“We asked volunteers to make choices involving different levels of monetary reward and physical effort, while they were placed in a MRI scanner,” researcher Dr Miriam Klein-Flügge told Oxford University about the new research.
“We found that the decisions they made were influenced by both reward size and effort required, with — unsurprisingly — higher reward, lower effort options being particularly favored. We then looked for particular brain regions involved in the decision-making,” she explained.
The scans revealed that decision-making seemed to produce activity in three areas of the brain: the supplementary motor area (SMA), dorsal anterior cingulate cortex (dACC) and putamen.
Previous research has supported the theory that there is not one single decision-making system in the brain, according to Klein-Flügge. The new study also backs the thought that, instead, the mind combines a set of process, which vary depending on the decision.
“There are many situations that require us to weigh up effort and reward, for instance deciding whether the extra long walk to get our favorite type of sandwich is worth more than a shorter walk for a less favored sandwich,” said Dr Raliza Stoyanova of the Neuroscience and Mental Health team at the Wellcome Trust and European Research Council — which supported the study.
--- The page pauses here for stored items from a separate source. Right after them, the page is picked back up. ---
//! Diagnostic model: positions, ranges, diagnostics, and the output envelope.

use serde::{Deserialize, Serialize};

/// Severity level for diagnostics.
#[derive(Debug, Clone, Copy, PartialEq, Eq, PartialOrd, Ord, Hash, Serialize, Deserialize)]
#[serde(rename_all = "lowercase")]
pub enum Severity {
    /// Informational finding.
    Info,
    /// Finding that should be addressed.
    Warning,
    /// Finding that must be fixed.
    Error,
}

impl std::fmt::Display for Severity {
    fn fmt(&self, f: &mut std::fmt::Formatter<'_>) -> std::fmt::Result {
        match self {
            Self::Info => write!(f, "info"),
            Self::Warning => write!(f, "warning"),
            Self::Error => write!(f, "error"),
        }
    }
}

/// A point in the source file.
///
/// Zero-based, in the same coordinate space as tree-sitter points: `line` is
/// the row and `col` the byte column within that row.
#[derive(Debug, Clone, Copy, Default, PartialEq, Eq, PartialOrd, Ord, Hash, Serialize, Deserialize)]
pub struct Position {
    /// Zero-based line.
    pub line: usize,
    /// Zero-based byte column.
    pub col: usize,
}

impl Position {
    /// Creates a new position.
    #[must_use]
    pub const fn new(line: usize, col: usize) -> Self {
        Self { line, col }
    }

    /// Converts this position into a byte offset within `source`.
    ///
    /// Positions past the end of a line or of the file are clamped.
    #[must_use]
    pub fn byte_offset(&self, source: &str) -> usize {
        let mut offset = 0;
        for (i, line_content) in source.split('\n').enumerate() {
            if i == self.line {
                return offset + self.col.min(line_content.len());
            }
            offset += line_content.len() + 1;
        }
        source.len()
    }
}

/// A half-open span in the source file: `end` is the first position past it.
#[derive(Debug, Clone, Copy, Default, PartialEq, Eq, Hash, Serialize, Deserialize)]
pub struct Range {
    /// First position of the span.
    pub start: Position,
    /// First position after the span.
    pub end: Position,
}

impl Range {
    /// Creates a new range.
    #[must_use]
    pub const fn new(start: Position, end: Position) -> Self {
        Self { start, end }
    }

    /// The one-character range at the top of the file, used for findings that
    /// are not tied to a node.
    #[must_use]
    pub const fn file_start() -> Self {
        Self::new(Position::new(0, 0), Position::new(0, 1))
    }

    /// Byte offset and length of this range within `source`.
    #[must_use]
    pub fn byte_span(&self, source: &str) -> (usize, usize) {
        let start = self.start.byte_offset(source);
        let end = self.end.byte_offset(source).max(start);
        (start, end - start)
    }
}

/// A single finding produced by a rule.
///
/// Rules build diagnostics with [`Diagnostic::new`] and the `with_*` methods.
/// Fields a rule leaves blank (`rule_id`, `severity`, `tags`) are filled in by
/// the [`Engine`](crate::Engine) before the diagnostic is returned.
#[derive(Debug, Clone, PartialEq, Eq, Serialize, Deserialize)]
pub struct Diagnostic {
    /// Dotted rule identifier (e.g., "errors.swallowed").
    pub rule_id: String,
    /// Severity; `None` means "inherit from configuration or the rule default".
    pub severity: Option<Severity>,
    /// Human-readable message.
    pub message: String,
    /// Longer explanation of why this matters.
    #[serde(default, skip_serializing_if = "Option::is_none")]
    pub explanation: Option<String>,
    /// Source range of the offending construct.
    pub range: Range,
    /// Free-form tags (e.g., "reliability").
    #[serde(default, skip_serializing_if = "Vec::is_empty")]
    pub tags: Vec<String>,
    /// Link to documentation for this finding.
    #[serde(default, skip_serializing_if = "Option::is_none")]
    pub docs_url: Option<String>,
}

impl Diagnostic {
    /// Creates a diagnostic with only a message and a range.
    #[must_use]
    pub fn new(message: impl Into<String>, range: Range) -> Self {
        Self {
            rule_id: String::new(),
            severity: None,
            message: message.into(),
            explanation: None,
            range,
            tags: Vec::new(),
            docs_url: None,
        }
    }

    /// Sets the rule identifier.
    #[must_use]
    pub fn with_rule_id(mut self, rule_id: impl Into<String>) -> Self {
        self.rule_id = rule_id.into();
        self
    }

    /// Sets an explicit per-occurrence severity.
    #[must_use]
    pub fn with_severity(mut self, severity: Severity) -> Self {
        self.severity = Some(severity);
        self
    }

    /// Adds an explanation.
    #[must_use]
    pub fn with_explanation(mut self, explanation: impl Into<String>) -> Self {
        self.explanation = Some(explanation.into());
        self
    }

    /// Replaces the tags.
    #[must_use]
    pub fn with_tags<I, S>(mut self, tags: I) -> Self
    where
        I: IntoIterator<Item = S>,
        S: Into<String>,
    {
        self.tags = tags.into_iter().map(Into::into).collect();
        self
    }

    /// Builds an engine-generated `internal.*` diagnostic at the file start.
    pub(crate) fn internal(rule_id: impl Into<String>, message: impl Into<String>) -> Self {
        Self::new(message, Range::file_start())
            .with_rule_id(rule_id)
            .with_severity(Severity::Error)
            .with_tags(["internal"])
    }
}

impl std::fmt::Display for Diagnostic {
    fn fmt(&self, f: &mut std::fmt::Formatter<'_>) -> std::fmt::Result {
        let severity = self.severity.unwrap_or(Severity::Warning);
        write!(
            f,
            "{}:{}: {} [{}] {}",
            self.range.start.line + 1,
            self.range.start.col + 1,
            severity,
            self.rule_id,
            self.message
        )
    }
}

/// Runtime metrics for one analysis.
#[derive(Debug, Clone, Copy, Default, PartialEq, Eq, Serialize, Deserialize)]
pub struct Stats {
    /// Milliseconds spent parsing.
    pub parse_ms: u64,
    /// Milliseconds spent running rules.
    pub analyze_ms: u64,
    /// Number of rules that were eligible and executed.
    pub rules_run: usize,
}

/// The JSON envelope returned for one analysis request.
#[derive(Debug, Clone, PartialEq, Eq, Serialize, Deserialize)]
pub struct Output {
    /// Envelope format version.
    pub version: String,
    /// Path of the analyzed file, if known.
    #[serde(default, skip_serializing_if = "Option::is_none")]
    pub path: Option<String>,
    /// Language identifier the source was analyzed as.
    pub language: String,
    /// Diagnostics in rule-registration order, then traversal order.
    pub diagnostics: Vec<Diagnostic>,
    /// Runtime metrics.
    pub stats: Stats,
}

impl Output {
    /// Returns true if any diagnostic is at error severity.
    #[must_use]
    pub fn has_errors(&self) -> bool {
        self.diagnostics
            .iter()
            .any(|d| d.severity == Some(Severity::Error))
    }

    /// Counts diagnostics by severity as `(errors, warnings, infos)`.
    #[must_use]
    pub fn count_by_severity(&self) -> (usize, usize, usize) {
        let count = |s: Severity| {
            self.diagnostics
                .iter()
                .filter(|d| d.severity == Some(s))
                .count()
        };
        (
            count(Severity::Error),
            count(Severity::Warning),
            count(Severity::Info),
        )
    }
}

#[cfg(test)]
mod tests {
    use super::*;

    fn output_with(severities: &[Severity]) -> Output {
        Output {
            version: "1.0".to_string(),
            path: None,
            language: "python".to_string(),
            diagnostics: severities
                .iter()
                .map(|s| Diagnostic::new("m", Range::file_start()).with_severity(*s))
                .collect(),
            stats: Stats::default(),
        }
    }

    #[test]
    fn severity_serializes_lowercase() {
        let json = serde_json::to_string(&Severity::Warning).unwrap();
        assert_eq!(json, "\"warning\"");
        let parsed: Severity = serde_json::from_str("\"error\"").unwrap();
        assert_eq!(parsed, Severity::Error);
    }

    #[test]
    fn severity_ordering() {
        assert!(Severity::Info < Severity::Warning);
        assert!(Severity::Warning < Severity::Error);
    }

    #[test]
    fn empty_optional_fields_are_omitted() {
        let d = Diagnostic::new("boom", Range::file_start())
            .with_rule_id("errors.swallowed")
            .with_severity(Severity::Warning);
        let value = serde_json::to_value(&d).unwrap();
        let obj = value.as_object().unwrap();
        assert!(!obj.contains_key("explanation"));
        assert!(!obj.contains_key("tags"));
        assert!(!obj.contains_key("docs_url"));
        assert_eq!(obj["severity"], "warning");
        assert_eq!(obj["range"]["end"]["col"], 1);
    }

    #[test]
    fn output_omits_missing_path() {
        let value = serde_json::to_value(output_with(&[])).unwrap();
        assert!(value.get("path").is_none());
        assert_eq!(value["diagnostics"], serde_json::json!([]));
        assert_eq!(value["stats"]["rules_run"], 0);
    }

    #[test]
    fn byte_offset_walks_lines() {
        let source = "line1\nline2\nline3";
        assert_eq!(Position::new(0, 0).byte_offset(source), 0);
        assert_eq!(Position::new(1, 0).byte_offset(source), 6);
        assert_eq!(Position::new(1, 2).byte_offset(source), 8);
        assert_eq!(Position::new(1, 99).byte_offset(source), 11);
        assert_eq!(Position::new(9, 0).byte_offset(source), source.len());
    }

    #[test]
    fn byte_span_of_range() {
        let source = "abc\ndef\n";
        let range = Range::new(Position::new(1, 0), Position::new(1, 3));
        assert_eq!(range.byte_span(source), (4, 3));
    }

    #[test]
    fn count_by_severity_buckets() {
        let out = output_with(&[Severity::Error, Severity::Info, Severity::Info]);
        assert_eq!(out.count_by_severity(), (1, 0, 2));
        assert!(out.has_errors());
        assert!(!output_with(&[Severity::Warning]).has_errors());
    }
}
“Although we know a lot about how the brain reacts to rewards of different sizes, the current study is the first to shed light on a brain region that is involved in comparing the size of a reward and the physical effort required to get it. Given that a range of psychiatric conditions involve difficulties in reaching rewards when they require effort, these results open up a number of avenues for future research to test more precisely if, and how, the reward/effort balance may go awry,” Dr Stoyanova told Oxford University.
The study may lead to insights about depression and other conditions that involve a patient’s difficulty in making decisions or exerting effort.
Source: Klein-Flugge MC, Kennerley SW, Friston K, Bestmann S. Neural Signatures Of Value Comparison In Human Cingulate Cortex During Decisions Requiring An Effort-Reward Trade-off. Journal of Neuroscience. 2016.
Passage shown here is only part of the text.